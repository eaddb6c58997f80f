// SPDX-License-Identifier: AGPL-3.0-or-later
// Copyright (C) 2025 Blackman Artificial Intelligence Technologies Inc.

//! Print or write an optimized profile file

use crate::cli::args::ModelfileArgs;
use crate::error::{AdvisorError, Result};
use crate::models::ModelCatalog;
use crate::runner::{render_modelfile, write_modelfile};

/// Context window for `args`: explicit flag, else the catalog entry's
pub fn resolve_context(args: &ModelfileArgs, catalog: &ModelCatalog) -> Result<u32> {
    if let Some(context) = args.context {
        if context == 0 {
            return Err(AdvisorError::InvalidInput(
                "--context must be greater than zero".to_string(),
            ));
        }
        return Ok(context);
    }

    catalog
        .find(&args.model)
        .map(|m| m.context)
        .ok_or_else(|| {
            AdvisorError::InvalidInput(format!(
                "'{}' is not in the catalog; pass --context explicitly",
                args.model
            ))
        })
}

/// Execute the modelfile command
pub fn execute(args: &ModelfileArgs, catalog: &ModelCatalog) -> Result<()> {
    let context = resolve_context(args, catalog)?;
    match &args.output {
        Some(dir) => {
            let path = write_modelfile(dir, &args.model, context)?;
            println!("{}", path.display());
        }
        None => print!("{}", render_modelfile(&args.model, context)),
    }
    Ok(())
}

#[cfg(test)]
mod tests {
    use super::*;

    fn args(model: &str, context: Option<u32>) -> ModelfileArgs {
        ModelfileArgs {
            model: model.to_string(),
            context,
            output: None,
        }
    }

    #[test]
    fn test_context_from_catalog() {
        let catalog = ModelCatalog::with_defaults();
        assert_eq!(
            resolve_context(&args("codellama:13b", None), &catalog).unwrap(),
            16384
        );
    }

    #[test]
    fn test_explicit_context_wins() {
        let catalog = ModelCatalog::with_defaults();
        assert_eq!(
            resolve_context(&args("codellama:13b", Some(4096)), &catalog).unwrap(),
            4096
        );
        assert_eq!(
            resolve_context(&args("not-in-catalog:1b", Some(2048)), &catalog).unwrap(),
            2048
        );
    }

    #[test]
    fn test_unknown_model_without_context() {
        let catalog = ModelCatalog::with_defaults();
        let err = resolve_context(&args("mystery:1b", None), &catalog).unwrap_err();
        assert!(matches!(err, AdvisorError::InvalidInput(_)));
    }

    #[test]
    fn test_zero_context_rejected() {
        let catalog = ModelCatalog::with_defaults();
        assert!(resolve_context(&args("codellama:13b", Some(0)), &catalog).is_err());
    }

    #[test]
    fn test_execute_writes_file() {
        let dir = tempfile::tempdir().unwrap();
        let args = ModelfileArgs {
            model: "qwen2.5-coder:7b".to_string(),
            context: None,
            output: Some(dir.path().to_path_buf()),
        };
        execute(&args, &ModelCatalog::with_defaults()).unwrap();
        let written = std::fs::read_to_string(dir.path().join("Modelfile.qwen2.5-coder-7b")).unwrap();
        assert!(written.contains("PARAMETER num_ctx 32768"));
    }
}
// SPDX-License-Identifier: AGPL-3.0-or-later
// Copyright (C) 2025 Blackman Artificial Intelligence Technologies Inc.

//! Hardware detection and memory budgeting
//!
//! The probe is the only platform-aware part of modelfit. Everything
//! downstream works on a [`ResourceProfile`] and never branches on OS.

pub mod detector;
pub mod gpu;
pub mod resources;
pub mod vram_table;

pub use detector::*;
pub use gpu::{GpuInfo, GpuProbe, GpuVendor, VramSource};
pub use resources::*;
// SPDX-License-Identifier: AGPL-3.0-or-later
// Copyright (C) 2025 Blackman Artificial Intelligence Technologies Inc.

//! Model catalog loader
//!
//! Loads model descriptors from:
//! 1. Built-in defaults (always available)
//! 2. A CSV override file (`name,min_gb,rec_gb,context,description`)
//!
//! An override replaces the defaults entirely; it is never merged.

use std::path::{Path, PathBuf};

use crate::config::Settings;
use crate::error::{AdvisorError, Result};

use super::schema::ModelDescriptor;

/// Expected CSV header, in order
pub const CSV_HEADER: [&str; 5] = ["name", "min_gb", "rec_gb", "context", "description"];

/// Where the active catalog came from
#[derive(Debug, Clone, PartialEq, Eq)]
pub enum CatalogSource {
    BuiltIn,
    File(PathBuf),
    /// Parsed from text handed in by the caller
    Inline,
}

/// Ordered, read-only model catalog
#[derive(Debug, Clone)]
pub struct ModelCatalog {
    models: Vec<ModelDescriptor>,
    source: CatalogSource,
}

impl ModelCatalog {
    /// Catalog with the built-in defaults
    pub fn with_defaults() -> Self {
        Self {
            models: default_models(),
            source: CatalogSource::BuiltIn,
        }
    }

    /// Resolve the catalog for this run.
    ///
    /// An explicit path beats `settings.catalog_path`, which beats the
    /// defaults. A configured file that is missing or malformed is an error;
    /// callers abort before matching.
    pub fn load(settings: &Settings, explicit: Option<&Path>) -> Result<Self> {
        let path = explicit
            .map(Path::to_path_buf)
            .or_else(|| settings.catalog_path.clone());

        match path {
            Some(path) => Self::from_csv_path(&path),
            None => Ok(Self::with_defaults()),
        }
    }

    /// Load a catalog from a CSV file
    pub fn from_csv_path(path: &Path) -> Result<Self> {
        if !path.exists() {
            return Err(AdvisorError::catalog(
                0,
                format!("catalog file not found: {}", path.display()),
            ));
        }
        let content = std::fs::read_to_string(path)?;
        let models = parse_csv(&content)?;
        tracing::debug!(
            "Loaded {} catalog entries from {}",
            models.len(),
            path.display()
        );
        Ok(Self {
            models,
            source: CatalogSource::File(path.to_path_buf()),
        })
    }

    /// Parse a catalog from CSV text
    pub fn from_csv_str(content: &str) -> Result<Self> {
        Ok(Self {
            models: parse_csv(content)?,
            source: CatalogSource::Inline,
        })
    }

    /// All entries in catalog order
    pub fn models(&self) -> &[ModelDescriptor] {
        &self.models
    }

    pub fn source(&self) -> &CatalogSource {
        &self.source
    }

    /// Find an entry by exact name
    pub fn find(&self, name: &str) -> Option<&ModelDescriptor> {
        self.models.iter().find(|m| m.name == name)
    }

    /// Entry with the lowest minimum requirement (first wins on ties)
    pub fn smallest(&self) -> Option<&ModelDescriptor> {
        self.models.iter().min_by_key(|m| (m.min_gb, m.rec_gb))
    }

    pub fn len(&self) -> usize {
        self.models.len()
    }

    pub fn is_empty(&self) -> bool {
        self.models.is_empty()
    }

    /// Serialize back to the CSV override format
    pub fn to_csv(&self) -> String {
        let mut out = CSV_HEADER.join(",");
        out.push('\n');
        for m in &self.models {
            out.push_str(&format!(
                "{},{},{},{},{}\n",
                m.name, m.min_gb, m.rec_gb, m.context, m.description
            ));
        }
        out
    }
}

impl Default for ModelCatalog {
    fn default() -> Self {
        Self::with_defaults()
    }
}

/// Parse the CSV override format. Line numbers in errors are 1-based.
fn parse_csv(content: &str) -> Result<Vec<ModelDescriptor>> {
    let mut lines = content
        .lines()
        .enumerate()
        .map(|(i, line)| (i + 1, line.trim_end_matches('\r')))
        .filter(|(_, line)| !line.trim().is_empty());

    let (header_line, header) = lines
        .next()
        .ok_or_else(|| AdvisorError::catalog(1, "catalog is empty"))?;
    let columns: Vec<&str> = header.split(',').map(str::trim).collect();
    if columns != CSV_HEADER {
        return Err(AdvisorError::catalog(
            header_line,
            format!("expected header '{}', got '{}'", CSV_HEADER.join(","), header),
        ));
    }

    let mut models = Vec::new();
    for (line_no, line) in lines {
        let fields: Vec<&str> = line.split(',').map(str::trim).collect();
        if fields.len() != CSV_HEADER.len() {
            return Err(AdvisorError::catalog(
                line_no,
                format!("expected 5 fields, found {}", fields.len()),
            ));
        }

        let descriptor = ModelDescriptor {
            name: fields[0].to_string(),
            min_gb: parse_number(line_no, "min_gb", fields[1])?,
            rec_gb: parse_number(line_no, "rec_gb", fields[2])?,
            context: parse_number(line_no, "context", fields[3])?,
            description: fields[4].to_string(),
        };
        descriptor
            .validate()
            .map_err(|reason| AdvisorError::catalog(line_no, reason))?;
        models.push(descriptor);
    }

    if models.is_empty() {
        return Err(AdvisorError::catalog(header_line, "catalog has no entries"));
    }

    Ok(models)
}

fn parse_number(line: usize, field: &str, raw: &str) -> Result<u32> {
    raw.parse::<u32>().map_err(|_| {
        AdvisorError::catalog(
            line,
            format!("{} must be a non-negative integer, got '{}'", field, raw),
        )
    })
}

/// Built-in catalog, largest family members first
fn default_models() -> Vec<ModelDescriptor> {
    vec![
        ModelDescriptor::new("qwen2.5-coder:32b", 20, 24, 32768)
            .with_description("Best open coding model that fits a single 24GB GPU"),
        ModelDescriptor::new("deepseek-coder-v2:16b", 10, 16, 163840)
            .with_description("MoE coding model with a very long context"),
        ModelDescriptor::new("qwen2.5-coder:14b", 12, 16, 32768)
            .with_description("Great balance for coding tasks"),
        ModelDescriptor::new("codellama:13b", 9, 12, 16384)
            .with_description("Balanced Code Llama"),
        ModelDescriptor::new("deepseek-coder:6.7b", 5, 8, 16384)
            .with_description("Efficient coding model"),
        ModelDescriptor::new("codellama:7b", 5, 8, 16384).with_description("Compact coding model"),
        ModelDescriptor::new("qwen2.5-coder:7b", 5, 6, 32768)
            .with_description("Good for laptops with discrete GPU"),
        ModelDescriptor::new("qwen2.5-coder:3b", 2, 4, 32768)
            .with_description("Lightweight for older hardware"),
        ModelDescriptor::new("qwen2.5-coder:1.5b", 2, 3, 32768)
            .with_description("Minimal and runs almost anywhere"),
        ModelDescriptor::new("deepseek-coder:1.3b", 2, 3, 16384)
            .with_description("Ultra-lightweight coding"),
    ]
}

#[cfg(test)]
mod tests {
    use super::*;

    const VALID: &str = "name,min_gb,rec_gb,context,description
tiny:1b,2,3,8192,Tiny model
mid:7b,5,6,32768,Mid model
";

    #[test]
    fn test_defaults_hold_invariants() {
        let catalog = ModelCatalog::with_defaults();
        assert!(!catalog.is_empty());
        for model in catalog.models() {
            assert!(model.validate().is_ok(), "{} is invalid", model.name);
            assert!(model.min_gb >= 2, "{} has min below 2GB", model.name);
            assert!(
                !model.description.contains(','),
                "{} description would break the CSV row",
                model.name
            );
        }
        assert_eq!(catalog.source(), &CatalogSource::BuiltIn);
    }

    #[test]
    fn test_parse_valid_csv() {
        let catalog = ModelCatalog::from_csv_str(VALID).unwrap();
        assert_eq!(catalog.len(), 2);
        assert_eq!(catalog.models()[0].name, "tiny:1b");
        assert_eq!(catalog.models()[1].context, 32768);
        assert_eq!(catalog.models()[1].description, "Mid model");
        assert_eq!(catalog.source(), &CatalogSource::Inline);
    }

    #[test]
    fn test_parse_skips_blank_lines_and_crlf() {
        let csv = "name,min_gb,rec_gb,context,description\r\n\r\nx:1b,2,3,4096,X\r\n";
        let catalog = ModelCatalog::from_csv_str(csv).unwrap();
        assert_eq!(catalog.len(), 1);
        assert_eq!(catalog.models()[0].description, "X");
    }

    #[test]
    fn test_parse_rejects_bad_header() {
        let err = ModelCatalog::from_csv_str("name,min,rec,ctx,desc\nx:1b,2,3,4096,X\n")
            .unwrap_err();
        assert!(matches!(err, AdvisorError::CatalogValidation { line: 1, .. }));
    }

    #[test]
    fn test_parse_rejects_extra_field() {
        let csv = "name,min_gb,rec_gb,context,description\nx:1b,2,3,4096,has, comma\n";
        let err = ModelCatalog::from_csv_str(csv).unwrap_err();
        match err {
            AdvisorError::CatalogValidation { line, message } => {
                assert_eq!(line, 2);
                assert!(message.contains("6"));
            }
            other => panic!("unexpected error: {other}"),
        }
    }

    #[test]
    fn test_parse_rejects_zero_rec() {
        let csv = "name,min_gb,rec_gb,context,description\nx:1b,0,0,4096,X\n";
        let err = ModelCatalog::from_csv_str(csv).unwrap_err();
        assert!(err.to_string().contains("rec_gb"));
    }

    #[test]
    fn test_parse_rejects_non_numeric() {
        let csv = "name,min_gb,rec_gb,context,description\nx:1b,two,3,4096,X\n";
        let err = ModelCatalog::from_csv_str(csv).unwrap_err();
        assert!(err.to_string().contains("min_gb"));
    }

    #[test]
    fn test_parse_rejects_empty() {
        assert!(ModelCatalog::from_csv_str("").is_err());
        assert!(ModelCatalog::from_csv_str("name,min_gb,rec_gb,context,description\n").is_err());
    }

    #[test]
    fn test_csv_roundtrip_of_defaults() {
        let catalog = ModelCatalog::with_defaults();
        let reparsed = ModelCatalog::from_csv_str(&catalog.to_csv()).unwrap();
        assert_eq!(reparsed.models(), catalog.models());
    }

    #[test]
    fn test_find_and_smallest() {
        let catalog = ModelCatalog::with_defaults();
        assert!(catalog.find("qwen2.5-coder:7b").is_some());
        assert!(catalog.find("nope:1b").is_none());
        assert_eq!(catalog.smallest().unwrap().name, "qwen2.5-coder:1.5b");
    }

    #[test]
    fn test_load_prefers_explicit_path() {
        let dir = tempfile::tempdir().unwrap();
        let path = dir.path().join("catalog.csv");
        std::fs::write(&path, VALID).unwrap();

        let settings = Settings::default();
        let catalog = ModelCatalog::load(&settings, Some(path.as_path())).unwrap();
        assert_eq!(catalog.len(), 2);
        assert_eq!(catalog.source(), &CatalogSource::File(path));
    }

    #[test]
    fn test_load_uses_settings_path() {
        let dir = tempfile::tempdir().unwrap();
        let path = dir.path().join("catalog.csv");
        std::fs::write(&path, VALID).unwrap();

        let settings = Settings {
            catalog_path: Some(path),
            ..Settings::default()
        };
        let catalog = ModelCatalog::load(&settings, None).unwrap();
        assert_eq!(catalog.models()[0].name, "tiny:1b");
    }

    #[test]
    fn test_load_missing_file_is_fatal() {
        let settings = Settings::default();
        let missing = PathBuf::from("/definitely/not/here/catalog.csv");
        let err = ModelCatalog::load(&settings, Some(missing.as_path())).unwrap_err();
        assert!(matches!(err, AdvisorError::CatalogValidation { .. }));
    }

    #[test]
    fn test_load_defaults_without_override() {
        let catalog = ModelCatalog::load(&Settings::default(), None).unwrap();
        assert_eq!(catalog.len(), ModelCatalog::with_defaults().len());
    }
}
// SPDX-License-Identifier: AGPL-3.0-or-later
// Copyright (C) 2025 Blackman Artificial Intelligence Technologies Inc.

//! System hardware detection and profiling

use serde::{Deserialize, Serialize};
use sysinfo::System;

use super::gpu::{platform_gpu_probe, GpuInfo, GpuProbe, GpuVendor, VramSource};
use super::vram_table::INTEGRATED_VRAM_GB;
use crate::error::Result;

const BYTES_PER_GB: u64 = 1024 * 1024 * 1024;

/// CPU architecture classification
#[derive(Debug, Clone, Copy, PartialEq, Eq, Serialize, Deserialize)]
pub enum CpuArchitecture {
    X86_64,
    ARM64,
    Other,
}

impl CpuArchitecture {
    /// Detect the current CPU architecture
    pub fn detect() -> Self {
        match std::env::consts::ARCH {
            "x86_64" | "amd64" => CpuArchitecture::X86_64,
            "aarch64" | "arm64" => CpuArchitecture::ARM64,
            _ => CpuArchitecture::Other,
        }
    }
}

/// GPU vendor flags consumed by the advisor
#[derive(Debug, Clone, Copy, Default, PartialEq, Eq, Serialize, Deserialize)]
#[serde(rename_all = "camelCase")]
pub struct GpuFlags {
    pub has_nvidia: bool,
    pub has_amd: bool,
    pub is_unified_memory: bool,
}

/// Raw probe output
#[derive(Debug, Clone, PartialEq, Eq, Serialize, Deserialize)]
#[serde(rename_all = "camelCase")]
pub struct ProbeReport {
    /// Total system RAM in GB
    pub total_ram_gb: u32,
    /// Estimated usable VRAM in GB
    pub vram_gb: u32,
    pub gpu: GpuFlags,
    pub gpu_name: Option<String>,
    pub vram_source: VramSource,
    pub cpu_brand: String,
    pub cpu_cores: usize,
    pub architecture: CpuArchitecture,
}

impl ProbeReport {
    /// Report for a machine with the given RAM and a discrete GPU
    pub fn new(total_ram_gb: u32, vram_gb: u32) -> Self {
        Self {
            total_ram_gb,
            vram_gb,
            gpu: GpuFlags::default(),
            gpu_name: None,
            vram_source: VramSource::Reported,
            cpu_brand: "Unknown CPU".to_string(),
            cpu_cores: 0,
            architecture: CpuArchitecture::detect(),
        }
    }

    /// Builder: mark as a unified-memory machine
    pub fn unified(mut self) -> Self {
        self.gpu.is_unified_memory = true;
        self.vram_source = VramSource::Unified;
        self.vram_gb = self.total_ram_gb;
        self
    }
}

/// Anything that can describe the host's memory capacity
#[cfg_attr(test, mockall::automock)]
pub trait HardwareProbe {
    fn probe(&self) -> Result<ProbeReport>;
}

/// Probe backed by sysinfo for RAM/CPU and a platform GPU probe
pub struct SystemProbe {
    gpu: Box<dyn GpuProbe>,
    vram_override_gb: Option<u32>,
}

impl SystemProbe {
    /// Probe for the current platform
    pub fn new() -> Self {
        Self {
            gpu: platform_gpu_probe(),
            vram_override_gb: None,
        }
    }

    /// Probe with a specific GPU strategy
    pub fn with_gpu_probe(gpu: Box<dyn GpuProbe>) -> Self {
        Self {
            gpu,
            vram_override_gb: None,
        }
    }

    /// Builder: skip GPU detection and use a fixed VRAM figure
    pub fn with_vram_override(mut self, vram_gb: Option<u32>) -> Self {
        self.vram_override_gb = vram_gb;
        self
    }

    /// Round a byte count to the nearest whole GB.
    ///
    /// Kernels reserve part of physical memory, so a 16GB machine reports
    /// slightly less; rounding recovers the nominal size.
    pub fn bytes_to_gb(bytes: u64) -> u32 {
        ((bytes + BYTES_PER_GB / 2) / BYTES_PER_GB) as u32
    }

    fn resolve_gpu(&self) -> GpuInfo {
        if let Some(gb) = self.vram_override_gb {
            tracing::debug!("Using VRAM override of {}GB", gb);
            return GpuInfo {
                name: None,
                vendor: GpuVendor::Unknown,
                vram_gb: Some(gb),
                source: VramSource::Override,
                unified_memory: false,
            };
        }

        match self.gpu.detect() {
            Ok(info) => info,
            Err(e) => {
                tracing::warn!(
                    "{}; assuming integrated graphics with {}GB",
                    e,
                    INTEGRATED_VRAM_GB
                );
                GpuInfo {
                    name: None,
                    vendor: GpuVendor::Unknown,
                    vram_gb: None,
                    source: VramSource::Fallback,
                    unified_memory: false,
                }
            }
        }
    }

    /// Merge RAM and GPU findings into a report
    pub fn assemble(
        total_ram_gb: u32,
        cpu_brand: String,
        cpu_cores: usize,
        gpu: GpuInfo,
    ) -> ProbeReport {
        let vram_gb = if gpu.unified_memory {
            total_ram_gb
        } else {
            gpu.vram_gb.unwrap_or(INTEGRATED_VRAM_GB)
        };
        let vram_source = if gpu.vram_gb.is_none() && !gpu.unified_memory {
            VramSource::Fallback
        } else {
            gpu.source
        };

        ProbeReport {
            total_ram_gb,
            vram_gb,
            gpu: GpuFlags {
                has_nvidia: gpu.vendor == GpuVendor::Nvidia,
                has_amd: gpu.vendor == GpuVendor::Amd,
                is_unified_memory: gpu.unified_memory,
            },
            gpu_name: gpu.name,
            vram_source,
            cpu_brand,
            cpu_cores,
            architecture: CpuArchitecture::detect(),
        }
    }
}

impl Default for SystemProbe {
    fn default() -> Self {
        Self::new()
    }
}

impl HardwareProbe for SystemProbe {
    fn probe(&self) -> Result<ProbeReport> {
        let sys = System::new_all();

        let total_ram_gb = Self::bytes_to_gb(sys.total_memory());
        let cpu_cores = sys.cpus().len();
        let cpu_brand = sys
            .cpus()
            .first()
            .map(|cpu| cpu.brand().to_string())
            .unwrap_or_else(|| "Unknown CPU".to_string());

        let gpu = self.resolve_gpu();
        let report = Self::assemble(total_ram_gb, cpu_brand, cpu_cores, gpu);
        tracing::debug!(
            ram_gb = report.total_ram_gb,
            vram_gb = report.vram_gb,
            source = ?report.vram_source,
            "hardware probe complete"
        );
        Ok(report)
    }
}
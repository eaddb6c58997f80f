// SPDX-License-Identifier: AGPL-3.0-or-later
// Copyright (C) 2025 Blackman Artificial Intelligence Technologies Inc.

//! Non-interactive hardware scan

use crate::cli::args::OutputFormat;
use crate::error::Result;
use crate::hardware::{HardwareProbe, ProbeReport, ResourceProfile};
use crate::matcher::{match_catalog, MatchReport};
use crate::models::ModelCatalog;
use crate::report::{print_text, AdviceJson};

/// Probe output, derived budget and catalog match for one run
#[derive(Debug, Clone)]
pub struct Assessment {
    pub probe: ProbeReport,
    pub profile: ResourceProfile,
    pub matches: MatchReport,
}

impl Assessment {
    /// Nothing in the catalog fits
    pub fn struggles(&self) -> bool {
        self.matches.is_empty()
    }

    /// Print in the requested format
    pub fn print(&self, catalog: &ModelCatalog, format: &OutputFormat) -> Result<()> {
        match format {
            OutputFormat::Json => {
                let json = AdviceJson::new(&self.probe, &self.profile, &self.matches, catalog);
                println!("{}", json.to_pretty_string()?);
                Ok(())
            }
            OutputFormat::Text => print_text(&self.probe, &self.profile, &self.matches, catalog),
        }
    }
}

/// Probe the machine and match the catalog against it
pub fn assess(probe: &dyn HardwareProbe, catalog: &ModelCatalog) -> Result<Assessment> {
    let report = probe.probe()?;
    let profile = ResourceProfile::from_report(&report);
    let matches = match_catalog(catalog.models(), &profile);
    Ok(Assessment {
        probe: report,
        profile,
        matches,
    })
}

/// Execute the scan command
pub fn execute(
    probe: &dyn HardwareProbe,
    catalog: &ModelCatalog,
    format: &OutputFormat,
) -> Result<()> {
    let assessment = assess(probe, catalog)?;
    assessment.print(catalog, format)
}

#[cfg(test)]
mod tests {
    use super::*;
    use crate::error::AdvisorError;
    use crate::hardware::MockHardwareProbe;

    #[test]
    fn test_assess_uses_probe() {
        let mut probe = MockHardwareProbe::new();
        probe
            .expect_probe()
            .times(1)
            .returning(|| Ok(ProbeReport::new(16, 8)));

        let catalog = ModelCatalog::with_defaults();
        let assessment = assess(&probe, &catalog).unwrap();
        assert_eq!(assessment.profile.max_model_size_gb, 8);
        assert!(!assessment.struggles());
        assert!(assessment
            .matches
            .optimal
            .iter()
            .any(|r| r.name() == "qwen2.5-coder:7b"));
    }

    #[test]
    fn test_assess_fallback_state() {
        let mut probe = MockHardwareProbe::new();
        probe.expect_probe().returning(|| Ok(ProbeReport::new(4, 8)));

        let assessment = assess(&probe, &ModelCatalog::with_defaults()).unwrap();
        assert!(assessment.struggles());
    }

    #[test]
    fn test_assess_propagates_probe_error() {
        let mut probe = MockHardwareProbe::new();
        probe
            .expect_probe()
            .returning(|| Err(AdvisorError::ProbeUnavailable("sysinfo".into())));

        let err = assess(&probe, &ModelCatalog::with_defaults()).unwrap_err();
        assert!(matches!(err, AdvisorError::ProbeUnavailable(_)));
    }
}
// SPDX-License-Identifier: AGPL-3.0-or-later
// Copyright (C) 2025 Blackman Artificial Intelligence Technologies Inc.

//! Model catalog schema
//!
//! A catalog entry carries just enough to decide whether a model variant
//! fits in memory: the floor to run at all, the budget for full quality and
//! the native context window.

use serde::{Deserialize, Serialize};

/// A single model variant in the catalog
#[derive(Debug, Clone, PartialEq, Eq, Serialize, Deserialize)]
pub struct ModelDescriptor {
    /// Runner identifier, including size and quantization tag (e.g. "qwen2.5-coder:7b")
    pub name: String,

    /// Minimum memory in GB to load the model at all
    pub min_gb: u32,

    /// Memory in GB for full-quality operation
    pub rec_gb: u32,

    /// Native context window in tokens
    pub context: u32,

    /// Short description
    #[serde(default)]
    pub description: String,
}

impl ModelDescriptor {
    /// Create a new descriptor
    pub fn new(name: impl Into<String>, min_gb: u32, rec_gb: u32, context: u32) -> Self {
        Self {
            name: name.into(),
            min_gb,
            rec_gb,
            context,
            description: String::new(),
        }
    }

    /// Builder: set description
    pub fn with_description(mut self, desc: impl Into<String>) -> Self {
        self.description = desc.into();
        self
    }

    /// Check the invariants a usable descriptor must hold.
    ///
    /// Returns a human-readable reason on failure; the loader turns this into
    /// a line-numbered validation error.
    pub fn validate(&self) -> std::result::Result<(), String> {
        if self.name.trim().is_empty() {
            return Err("model name is empty".to_string());
        }
        if self.rec_gb == 0 {
            return Err(format!("{}: rec_gb must be greater than zero", self.name));
        }
        if self.min_gb > self.rec_gb {
            return Err(format!(
                "{}: min_gb ({}) exceeds rec_gb ({})",
                self.name, self.min_gb, self.rec_gb
            ));
        }
        if self.context == 0 {
            return Err(format!("{}: context must be greater than zero", self.name));
        }
        if self.name.contains(',') || self.description.contains(',') {
            return Err(format!("{}: name and description must not contain commas", self.name));
        }
        Ok(())
    }
}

### About this exercise
Tally up the lines in the data that hold the word "ResourceProfile". Only the total should be given.

### Response for this exercise
4